Samuel has written a dissertation about “Hacktivism and the Future of Political Participation”.

'Samuel's definition of hacktivism is a bit less broad:

“hacktivism is the non-violent use of illegal or legally ambiguous digital tools in pursuit of political ends” (Samuel 2004, 2.)

In her dissertation research Samuel has interviewed over fifty (51) hacktivists. On the basis of the interviews and other material, Samuel has constructed a taxonomy of hacktivism.

In her study, Samuel also (like Jordan) divides hacktivism to three subcategories:

  • political cracking,
  • political coding and
  • performative hacktivism.

Political Cracking

Political cracking is hacker-programmer hacktivist activity which is according to Samuel

“consistent with what I call an “outlaw” orientation. These are the most illegal forms of hacktivism such as defacements, redirects, denial of service attacks, sabotage, and information theft.“(Samuel 2004, 15)

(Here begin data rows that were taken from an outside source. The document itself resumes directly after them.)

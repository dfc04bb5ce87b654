use std::fs;
use std::path::{Path, PathBuf};

use anvil::region::{region_filename, region_path, HEADER_SIZE, SECTOR_SIZE, SLOT_COUNT};
use anvil::{CompressionType, Compound, Error, Region, RegionOptions, Tag};
use tempfile::tempdir;

fn level(x: i32, z: i32) -> Tag {
    Tag::new(
        "",
        Compound::new()
            .with("xPos", x)
            .with("zPos", z)
            .with("Heightmap", vec![64i64; 37]),
    )
}

const SLOTS: [(i32, i32); 3] = [(0, 0), (5, 2), (31, 31)];

fn write_sample(dir: &Path, kind: CompressionType) -> PathBuf {
    let mut region = Region::with_options(RegionOptions::default().with_compression(kind));
    for (x, z) in SLOTS {
        region
            .chunk_at_xz_mut(x, z)
            .expect("slot")
            .set_root_tag(level(x, z))
            .expect("root");
    }
    let path = region_path(dir, -1, 2);
    region.save_to_file(&path).expect("save");
    assert_eq!(region.xz(), (-1, 2));
    path
}

#[test]
fn save_then_load_reproduces_chunks() {
    let dir = tempdir().expect("tempdir");
    let path = write_sample(dir.path(), CompressionType::Zlib);
    assert_eq!(path.file_name().and_then(|n| n.to_str()), Some("r.-1.2.mca"));

    let len = fs::metadata(&path).expect("metadata").len() as usize;
    assert_eq!(len, HEADER_SIZE + SLOTS.len() * SECTOR_SIZE);

    let mut region = Region::new();
    region.load_from_file(&path).expect("load");
    assert_eq!(region.xz(), (-1, 2));
    assert_eq!(region.chunk_count(), 3);
    assert_eq!(region.location_table().expect("table").chunk_count(), 3);

    let populated: Vec<usize> = SLOTS
        .iter()
        .map(|&(x, z)| anvil::region::to_index(x, z).expect("index"))
        .collect();
    for index in 0..SLOT_COUNT {
        if populated.contains(&index) {
            assert!(region.is_chunk_loadable(index));
            assert!(region.is_chunk_loaded(index));
            assert_eq!(region.compression_at(index).expect("kind"), CompressionType::Zlib);
        } else {
            assert!(!region.is_chunk_loadable(index), "slot {index}");
            assert!(region.chunk_at(index).expect("slot").is_empty());
        }
    }
    for (x, z) in SLOTS {
        assert_eq!(
            region.chunk_at_xz(x, z).expect("slot").root_tag(),
            Some(&level(x, z))
        );
    }
}

#[test]
fn saving_a_loaded_region_is_byte_stable() {
    let dir = tempdir().expect("tempdir");
    let path = write_sample(dir.path(), CompressionType::Gzip);
    let first = fs::read(&path).expect("read");

    let mut region = Region::new();
    region.load_from_file(&path).expect("load");
    let copy = dir.path().join(region_filename(7, 7));
    region.save_to_file(&copy).expect("save copy");
    assert_eq!(region.xz(), (7, 7));
    assert_eq!(region.path(), Some(copy.as_path()));
    assert_eq!(fs::read(&copy).expect("read copy"), first);
    assert!(!dir.path().join("r.7.7.mca.tmp").exists());
}

#[test]
fn partial_load_loads_chunks_on_demand() {
    let dir = tempdir().expect("tempdir");
    let path = write_sample(dir.path(), CompressionType::Uncompressed);

    let mut region = Region::open(&path).expect("open");
    assert_eq!(region.chunk_count(), 0);
    assert!(region.is_chunk_loadable(69));
    assert!(!region.is_chunk_loaded(69));

    region.load_chunk_at(69).expect("load");
    assert!(region.is_chunk_loaded(69));
    assert_eq!(region.chunk_at(69).expect("slot").root_tag(), Some(&level(5, 2)));

    // Absent slots are a no-op.
    region.load_chunk_at(1).expect("absent slot");
    assert!(!region.is_chunk_loaded(1));
    assert_eq!(region.chunk_count(), 1);
}

#[test]
fn partial_region_keeps_unread_chunks_on_save() {
    let dir = tempdir().expect("tempdir");
    let path = write_sample(dir.path(), CompressionType::Zlib);

    let mut region = Region::open(&path).expect("open");
    region.load_chunk_at_xz(0, 0).expect("load");
    region
        .chunk_at_xz_mut(0, 0)
        .expect("slot")
        .root_compound_mut()
        .expect("compound")
        .push(Tag::new("Status", "full"));
    region.save().expect("save");

    let mut reloaded = Region::new();
    reloaded.load_from_file(&path).expect("reload");
    assert_eq!(reloaded.chunk_count(), 3);
    let root = reloaded.chunk_at_xz(0, 0).expect("slot").root_compound().expect("root");
    assert!(root.has_child("Status"));
}

#[test]
fn save_without_preload_drops_unread_chunks() {
    let dir = tempdir().expect("tempdir");
    let path = write_sample(dir.path(), CompressionType::Zlib);

    let options = RegionOptions {
        load_before_save: false,
        ..RegionOptions::default()
    };
    let mut region = Region::open_with_options(&path, options).expect("open");
    region.load_chunk_at_xz(5, 2).expect("load");
    region.save().expect("save");

    let region = {
        let mut region = Region::new();
        region.load_from_file(&path).expect("reload");
        region
    };
    assert_eq!(region.chunk_count(), 1);
    assert!(region.is_chunk_loaded(69));
}

#[test]
fn recompression_is_applied_on_save() {
    let dir = tempdir().expect("tempdir");
    let path = write_sample(dir.path(), CompressionType::Uncompressed);

    let mut region = Region::new();
    region.load_from_file(&path).expect("load");
    region.set_compression_all(CompressionType::Gzip);
    region.save().expect("save");

    let bytes = fs::read(&path).expect("read");
    assert_eq!(bytes[HEADER_SIZE + 4], CompressionType::Gzip.as_u8());

    let mut region = Region::new();
    region.load_from_file(&path).expect("reload");
    assert_eq!(region.compression_at(0).expect("kind"), CompressionType::Gzip);
    assert_eq!(region.chunk_at(0).expect("slot").root_tag(), Some(&level(0, 0)));
}

#[test]
fn unknown_compression_byte_fails_the_load() {
    let dir = tempdir().expect("tempdir");
    let path = write_sample(dir.path(), CompressionType::Zlib);
    let mut bytes = fs::read(&path).expect("read");
    bytes[HEADER_SIZE + 4] = 7;
    fs::write(&path, &bytes).expect("write");

    let mut region = Region::open(&path).expect("open");
    let err = region.load_chunk_at(0).expect_err("bad compression");
    assert!(matches!(err, Error::UnknownCompression(7)));
    assert!(!region.is_chunk_loaded(0));

    let err = region.load_all_chunks().expect_err("bad compression");
    assert!(matches!(err, Error::UnknownCompression(7)));
    assert!(!region.is_chunk_loaded(0));
}

#[test]
fn corrupt_payload_fails_the_load() {
    let dir = tempdir().expect("tempdir");
    let path = write_sample(dir.path(), CompressionType::Zlib);
    let mut bytes = fs::read(&path).expect("read");
    for byte in &mut bytes[HEADER_SIZE + 7..HEADER_SIZE + 20] {
        *byte = 0xFF;
    }
    fs::write(&path, &bytes).expect("write");

    let mut region = Region::open(&path).expect("open");
    assert!(region.load_chunk_at(0).is_err());
    assert!(!region.is_chunk_loaded(0));
}

#[test]
fn truncated_header_is_rejected() {
    let dir = tempdir().expect("tempdir");
    let path = dir.path().join("r.0.0.mca");
    fs::write(&path, vec![0u8; 100]).expect("write");

    let err = Region::open(&path).expect_err("short header");
    assert!(matches!(err, Error::TruncatedHeader { read: 100 }));
}

#[test]
fn failed_open_leaves_region_untouched() {
    let dir = tempdir().expect("tempdir");
    let path = write_sample(dir.path(), CompressionType::Zlib);

    let mut region = Region::new();
    region.load_from_file(&path).expect("load");

    let misnamed = dir.path().join("region.3.2.mca");
    fs::copy(&path, &misnamed).expect("copy");
    let err = region.load_partially_from_file(&misnamed).expect_err("bad name");
    assert!(matches!(err, Error::InvalidRegionFilename(_)));

    let err = region
        .load_partially_from_file(dir.path().join("r.4.4.mca"))
        .expect_err("missing file");
    assert!(matches!(err, Error::Io(_)));

    assert_eq!(region.xz(), (-1, 2));
    assert_eq!(region.path(), Some(path.as_path()));
    assert_eq!(region.chunk_count(), 3);
}

#[test]
fn unencodable_chunk_fails_the_save_without_writing() {
    let dir = tempdir().expect("tempdir");
    let mut region = Region::new();
    let root = Tag::new(
        "",
        Compound::new().with("Biomes", anvil::List::from_values([1i32, 2]).expect("list")),
    );
    region.chunk_at_mut(0).expect("slot").set_root_tag(root).expect("root");
    let biomes = region
        .chunk_at_mut(0)
        .expect("slot")
        .root_compound_mut()
        .and_then(|root| root.get_mut("Biomes"))
        .and_then(anvil::Value::as_list_mut)
        .expect("biomes");
    *biomes.get_mut(1).expect("item") = anvil::Value::Long(5);

    let path = dir.path().join("r.0.0.mca");
    let err = region.save_to_file(&path).expect_err("retyped list item");
    assert!(matches!(err, Error::ListTypeMismatch { .. }));
    assert!(!path.exists());
    assert!(region.path().is_none());
}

It must be noted that all the above activities are not necessarily hacktivism, but some of them can be pure hacking. What separates pure hacking and hacktivism is the hacktivists’ intention to have political consequences. In other words hacking can be both political and apolitical. To put it briefly, these are the ‘bad’ guys. In my opinion, political cracking activities might in some situations lean towards cyberterrorism or criminality.

Political Coding

Political coding and political cracking are separated by a thin and arguably sometimes vague line. Compared to political cracking discussed above, political coding hacktivists operate inside the legal boundaries. Their actions might be transgressive but not illegal. Typical activities include political software development. (Samuel 2004, 15)

The software development issue is not so simple as Samuel it so neatly puts. She gives an example of this type software. One hacktivist software development (Six/Four) is intended to address the problems of internet censorship (Samuel 2004, 14). Product of this software development is used to circumvent firewalls anywhere where authoritarian (or other repressive type) regimes deny free access to internet from the citizens. I agree with Samuel that this type of software development can easily be labelled as political coding.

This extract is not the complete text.